▶ _Exercise_
Search the data below for the word "enum" and copy each line that holds it.

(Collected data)

+ + +

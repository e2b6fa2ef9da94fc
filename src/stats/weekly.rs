use chrono::NaiveDate;
use serde::Serialize;

use super::{latest_per_day, percent, period};
use crate::models::habit_log::{HabitLog, LogStatus};

/// Completed logs dated inside the ISO week containing `today`.
pub fn completed_in_week(logs: &[HabitLog], today: NaiveDate) -> i64 {
    latest_per_day(logs)
        .into_iter()
        .filter(|log| log.is_completed() && period::in_week_of(log.date, today))
        .count() as i64
}

/// Share of the week's habit-days completed, as a whole percentage capped at 100.
pub fn weekly_progress(logs: &[HabitLog], total_habits: i64, today: NaiveDate) -> i64 {
    if total_habits <= 0 {
        return 0;
    }
    percent(completed_in_week(logs, today), total_habits * 7).min(100)
}

#[derive(Debug, Clone, Serialize, PartialEq, Eq)]
pub struct WeekDay {
    pub date: NaiveDate,
    pub weekday: String,
    pub status: Option<LogStatus>,
}

/// Per-day status for a single habit across the week containing `today`.
pub fn week_breakdown(logs: &[HabitLog], today: NaiveDate) -> Vec<WeekDay> {
    let resolved = latest_per_day(logs);
    period::week_days(today)
        .map(|date| WeekDay {
            date,
            weekday: date.format("%a").to_string(),
            status: resolved
                .iter()
                .find(|log| log.date == date)
                .map(|log| log.status),
        })
        .collect()
}
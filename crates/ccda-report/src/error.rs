//! Error types for report writing.

use std::path::PathBuf;
use thiserror::Error;

#[derive(Debug, Error)]
pub enum ReportError {
    #[error("failed to create report {path}")]
    Create {
        path: PathBuf,
        #[source]
        source: csv::Error,
    },

    #[error("failed to write report row for {filename}")]
    Write {
        filename: String,
        #[source]
        source: csv::Error,
    },

    #[error("failed to flush report")]
    Flush(#[from] std::io::Error),

    #[error(transparent)]
    Model(#[from] ccda_model::ModelError),
}

pub type Result<T> = std::result::Result<T, ReportError>;
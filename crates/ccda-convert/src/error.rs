//! Error types for document conversion.

use std::path::PathBuf;

use ccda_ingest::IngestError;
use thiserror::Error;

#[derive(Debug, Error)]
#[non_exhaustive]
pub enum ConversionError {
    /// No template with this name in the search path or built-ins.
    #[error("template '{name}' not found (searched {})", display_paths(.searched))]
    TemplateNotFound { name: String, searched: Vec<PathBuf> },

    #[error("failed to read template {path}")]
    TemplateRead {
        path: PathBuf,
        #[source]
        source: std::io::Error,
    },

    #[error("invalid template {origin}")]
    TemplateParse {
        origin: String,
        #[source]
        source: serde_json::Error,
    },

    #[error("invalid template {origin}: {reason}")]
    TemplateRule { origin: String, reason: String },

    #[error(transparent)]
    Decode(#[from] IngestError),

    #[error("malformed XML in {document}: {message}")]
    Xml { document: String, message: String },

    #[error("{document} is not a ClinicalDocument (root element is '{found}')")]
    NotClinicalDocument { document: String, found: String },
}

fn display_paths(paths: &[PathBuf]) -> String {
    if paths.is_empty() {
        return "built-in templates only".to_string();
    }
    paths
        .iter()
        .map(|path| path.display().to_string())
        .collect::<Vec<_>>()
        .join(", ")
}

pub type Result<T> = std::result::Result<T, ConversionError>;

#[cfg(test)]
mod tests {
    use super::*;

    #[test]
    fn test_not_found_lists_search_path() {
        let err = ConversionError::TemplateNotFound {
            name: "Referral".to_string(),
            searched: vec![PathBuf::from("/a"), PathBuf::from("/b")],
        };
        assert_eq!(err.to_string(), "template 'Referral' not found (searched /a, /b)");
    }
}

+ + +

▶ _Written answer_
pub enum ReportError {
pub enum ConversionError {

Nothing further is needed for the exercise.